I need each line of the entries below that includes the string "struct".
*** INFORMATION SUPPLIED ***
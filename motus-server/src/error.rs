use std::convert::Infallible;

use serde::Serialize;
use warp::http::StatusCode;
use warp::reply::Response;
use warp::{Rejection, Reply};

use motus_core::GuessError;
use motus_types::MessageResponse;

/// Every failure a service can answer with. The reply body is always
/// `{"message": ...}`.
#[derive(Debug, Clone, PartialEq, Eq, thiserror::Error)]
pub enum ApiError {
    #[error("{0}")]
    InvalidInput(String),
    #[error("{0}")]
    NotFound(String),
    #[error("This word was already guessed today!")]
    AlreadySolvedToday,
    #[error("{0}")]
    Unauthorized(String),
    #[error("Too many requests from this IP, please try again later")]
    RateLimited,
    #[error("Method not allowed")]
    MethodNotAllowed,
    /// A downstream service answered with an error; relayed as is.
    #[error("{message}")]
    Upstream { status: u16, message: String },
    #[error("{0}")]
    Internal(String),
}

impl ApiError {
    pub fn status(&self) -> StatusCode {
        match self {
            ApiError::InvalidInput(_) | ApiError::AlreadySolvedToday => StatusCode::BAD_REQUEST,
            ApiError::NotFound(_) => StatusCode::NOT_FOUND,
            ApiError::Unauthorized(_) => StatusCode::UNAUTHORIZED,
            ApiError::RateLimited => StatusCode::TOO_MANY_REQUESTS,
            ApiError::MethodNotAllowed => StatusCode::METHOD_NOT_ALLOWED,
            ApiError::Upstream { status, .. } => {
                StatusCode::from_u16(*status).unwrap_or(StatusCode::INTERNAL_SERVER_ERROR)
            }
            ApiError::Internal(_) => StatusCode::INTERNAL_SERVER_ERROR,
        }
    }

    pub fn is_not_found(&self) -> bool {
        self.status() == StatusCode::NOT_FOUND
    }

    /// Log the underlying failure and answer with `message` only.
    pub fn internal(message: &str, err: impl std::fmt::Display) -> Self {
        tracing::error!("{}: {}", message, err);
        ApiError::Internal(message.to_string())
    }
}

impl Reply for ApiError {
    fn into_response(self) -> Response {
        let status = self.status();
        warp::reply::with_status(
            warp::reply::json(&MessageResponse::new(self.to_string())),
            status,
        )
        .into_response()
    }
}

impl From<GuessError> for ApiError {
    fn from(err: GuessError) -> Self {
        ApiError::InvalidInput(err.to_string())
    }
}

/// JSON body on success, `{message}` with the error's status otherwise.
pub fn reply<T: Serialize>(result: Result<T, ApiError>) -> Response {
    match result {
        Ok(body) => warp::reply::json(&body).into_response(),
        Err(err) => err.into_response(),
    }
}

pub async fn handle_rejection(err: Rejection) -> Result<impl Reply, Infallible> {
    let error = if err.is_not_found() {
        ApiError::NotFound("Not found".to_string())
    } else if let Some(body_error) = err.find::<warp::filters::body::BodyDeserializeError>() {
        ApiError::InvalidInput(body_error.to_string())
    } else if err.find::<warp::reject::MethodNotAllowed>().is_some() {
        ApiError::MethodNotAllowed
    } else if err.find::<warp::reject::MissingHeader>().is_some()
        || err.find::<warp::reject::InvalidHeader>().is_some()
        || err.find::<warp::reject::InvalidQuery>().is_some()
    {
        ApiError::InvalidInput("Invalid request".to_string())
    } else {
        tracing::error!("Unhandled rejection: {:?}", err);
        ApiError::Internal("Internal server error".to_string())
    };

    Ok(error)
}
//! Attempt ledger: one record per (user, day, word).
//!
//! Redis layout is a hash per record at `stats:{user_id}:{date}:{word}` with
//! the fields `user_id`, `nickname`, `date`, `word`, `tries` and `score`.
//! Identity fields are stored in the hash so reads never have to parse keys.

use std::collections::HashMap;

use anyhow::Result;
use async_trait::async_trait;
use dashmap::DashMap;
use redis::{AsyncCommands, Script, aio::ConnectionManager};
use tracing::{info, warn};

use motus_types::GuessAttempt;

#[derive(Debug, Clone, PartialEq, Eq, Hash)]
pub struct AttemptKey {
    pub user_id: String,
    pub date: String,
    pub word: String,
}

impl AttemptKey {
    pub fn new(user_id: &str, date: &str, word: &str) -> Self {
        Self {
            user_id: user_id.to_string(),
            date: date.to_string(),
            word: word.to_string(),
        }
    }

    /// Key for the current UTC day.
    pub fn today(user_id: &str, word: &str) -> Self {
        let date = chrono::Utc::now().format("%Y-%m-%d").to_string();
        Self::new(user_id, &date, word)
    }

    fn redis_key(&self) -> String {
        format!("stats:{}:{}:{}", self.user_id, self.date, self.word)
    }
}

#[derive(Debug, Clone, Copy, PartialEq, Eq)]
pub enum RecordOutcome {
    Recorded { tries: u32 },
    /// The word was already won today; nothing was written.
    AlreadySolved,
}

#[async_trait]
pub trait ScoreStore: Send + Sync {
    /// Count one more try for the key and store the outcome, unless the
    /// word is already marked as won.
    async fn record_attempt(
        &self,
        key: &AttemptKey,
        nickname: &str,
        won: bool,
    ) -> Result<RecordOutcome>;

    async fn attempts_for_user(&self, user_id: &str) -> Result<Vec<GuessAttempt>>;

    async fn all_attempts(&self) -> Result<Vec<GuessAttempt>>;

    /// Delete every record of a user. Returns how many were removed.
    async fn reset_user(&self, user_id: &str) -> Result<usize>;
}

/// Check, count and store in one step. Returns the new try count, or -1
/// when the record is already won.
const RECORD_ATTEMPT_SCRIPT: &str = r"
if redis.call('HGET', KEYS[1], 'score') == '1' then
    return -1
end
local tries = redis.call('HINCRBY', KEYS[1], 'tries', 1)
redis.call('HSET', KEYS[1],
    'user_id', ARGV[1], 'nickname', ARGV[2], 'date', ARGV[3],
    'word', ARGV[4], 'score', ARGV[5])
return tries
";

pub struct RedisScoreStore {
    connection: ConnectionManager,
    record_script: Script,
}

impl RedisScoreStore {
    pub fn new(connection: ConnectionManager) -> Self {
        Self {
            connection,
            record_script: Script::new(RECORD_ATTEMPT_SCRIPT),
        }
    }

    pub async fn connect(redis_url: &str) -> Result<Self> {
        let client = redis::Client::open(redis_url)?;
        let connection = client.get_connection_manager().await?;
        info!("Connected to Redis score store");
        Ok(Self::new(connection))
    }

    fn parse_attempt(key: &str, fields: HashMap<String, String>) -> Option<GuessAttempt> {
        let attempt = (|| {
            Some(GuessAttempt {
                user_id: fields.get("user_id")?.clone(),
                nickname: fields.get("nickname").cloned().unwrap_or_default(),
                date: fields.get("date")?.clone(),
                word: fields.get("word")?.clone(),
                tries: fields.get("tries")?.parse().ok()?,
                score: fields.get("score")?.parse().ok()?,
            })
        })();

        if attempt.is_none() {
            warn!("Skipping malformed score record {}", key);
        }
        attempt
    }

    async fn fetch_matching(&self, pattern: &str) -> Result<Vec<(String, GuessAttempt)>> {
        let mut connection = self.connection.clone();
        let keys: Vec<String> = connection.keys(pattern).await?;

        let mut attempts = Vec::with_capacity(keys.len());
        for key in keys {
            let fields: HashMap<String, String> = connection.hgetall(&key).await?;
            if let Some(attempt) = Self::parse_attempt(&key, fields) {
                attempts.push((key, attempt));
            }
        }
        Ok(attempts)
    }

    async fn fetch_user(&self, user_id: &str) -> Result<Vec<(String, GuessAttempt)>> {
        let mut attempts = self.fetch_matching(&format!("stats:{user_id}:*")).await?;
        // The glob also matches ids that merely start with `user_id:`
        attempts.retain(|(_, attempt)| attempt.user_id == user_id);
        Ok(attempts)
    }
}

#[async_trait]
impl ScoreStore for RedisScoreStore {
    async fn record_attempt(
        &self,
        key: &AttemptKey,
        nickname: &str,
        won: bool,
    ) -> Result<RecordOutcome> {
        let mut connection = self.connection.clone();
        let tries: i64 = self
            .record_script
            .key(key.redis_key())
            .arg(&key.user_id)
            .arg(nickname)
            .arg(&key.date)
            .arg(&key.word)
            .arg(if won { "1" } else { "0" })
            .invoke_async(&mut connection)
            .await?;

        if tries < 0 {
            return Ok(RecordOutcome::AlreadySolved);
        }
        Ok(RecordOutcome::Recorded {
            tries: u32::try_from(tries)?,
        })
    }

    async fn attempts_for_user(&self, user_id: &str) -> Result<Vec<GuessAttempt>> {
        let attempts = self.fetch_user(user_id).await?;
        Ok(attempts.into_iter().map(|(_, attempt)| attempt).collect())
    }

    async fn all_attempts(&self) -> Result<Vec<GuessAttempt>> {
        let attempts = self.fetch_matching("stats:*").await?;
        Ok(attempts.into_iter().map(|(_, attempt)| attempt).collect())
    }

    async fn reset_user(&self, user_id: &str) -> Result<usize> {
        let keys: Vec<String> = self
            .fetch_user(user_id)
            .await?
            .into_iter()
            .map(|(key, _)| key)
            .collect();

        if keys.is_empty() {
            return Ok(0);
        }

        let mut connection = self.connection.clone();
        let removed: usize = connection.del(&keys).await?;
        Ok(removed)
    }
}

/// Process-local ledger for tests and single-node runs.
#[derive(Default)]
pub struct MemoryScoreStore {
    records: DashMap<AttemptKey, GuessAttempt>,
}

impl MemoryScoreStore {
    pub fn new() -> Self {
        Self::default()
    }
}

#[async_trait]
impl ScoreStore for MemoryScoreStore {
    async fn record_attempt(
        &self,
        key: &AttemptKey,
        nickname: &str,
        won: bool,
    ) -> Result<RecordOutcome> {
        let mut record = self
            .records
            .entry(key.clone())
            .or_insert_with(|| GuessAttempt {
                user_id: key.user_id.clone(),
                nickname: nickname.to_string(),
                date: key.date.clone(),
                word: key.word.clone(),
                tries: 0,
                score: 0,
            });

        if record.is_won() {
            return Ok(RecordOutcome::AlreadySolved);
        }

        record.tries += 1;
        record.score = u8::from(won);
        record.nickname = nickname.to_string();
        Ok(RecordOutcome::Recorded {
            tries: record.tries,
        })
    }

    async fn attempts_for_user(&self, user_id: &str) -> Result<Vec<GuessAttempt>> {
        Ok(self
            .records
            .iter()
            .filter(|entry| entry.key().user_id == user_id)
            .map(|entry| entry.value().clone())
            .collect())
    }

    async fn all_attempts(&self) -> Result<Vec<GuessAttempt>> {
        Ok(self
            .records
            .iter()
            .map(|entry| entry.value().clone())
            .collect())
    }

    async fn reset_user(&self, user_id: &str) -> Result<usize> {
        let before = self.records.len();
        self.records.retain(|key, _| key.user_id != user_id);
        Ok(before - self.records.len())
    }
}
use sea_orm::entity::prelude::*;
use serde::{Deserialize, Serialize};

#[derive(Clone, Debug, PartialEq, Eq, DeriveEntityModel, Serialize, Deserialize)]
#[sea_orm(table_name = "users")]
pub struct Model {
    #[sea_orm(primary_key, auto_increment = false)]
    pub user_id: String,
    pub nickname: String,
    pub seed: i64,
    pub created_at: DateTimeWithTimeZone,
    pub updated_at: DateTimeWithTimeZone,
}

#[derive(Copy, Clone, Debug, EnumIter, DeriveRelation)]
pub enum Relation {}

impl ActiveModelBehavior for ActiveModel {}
*** End of INFORMATION SUPPLIED ***
§ **ANSWER FOR THE TASK**
pub struct AttemptKey {
pub struct RedisScoreStore {
pub struct MemoryScoreStore {
pub struct Model {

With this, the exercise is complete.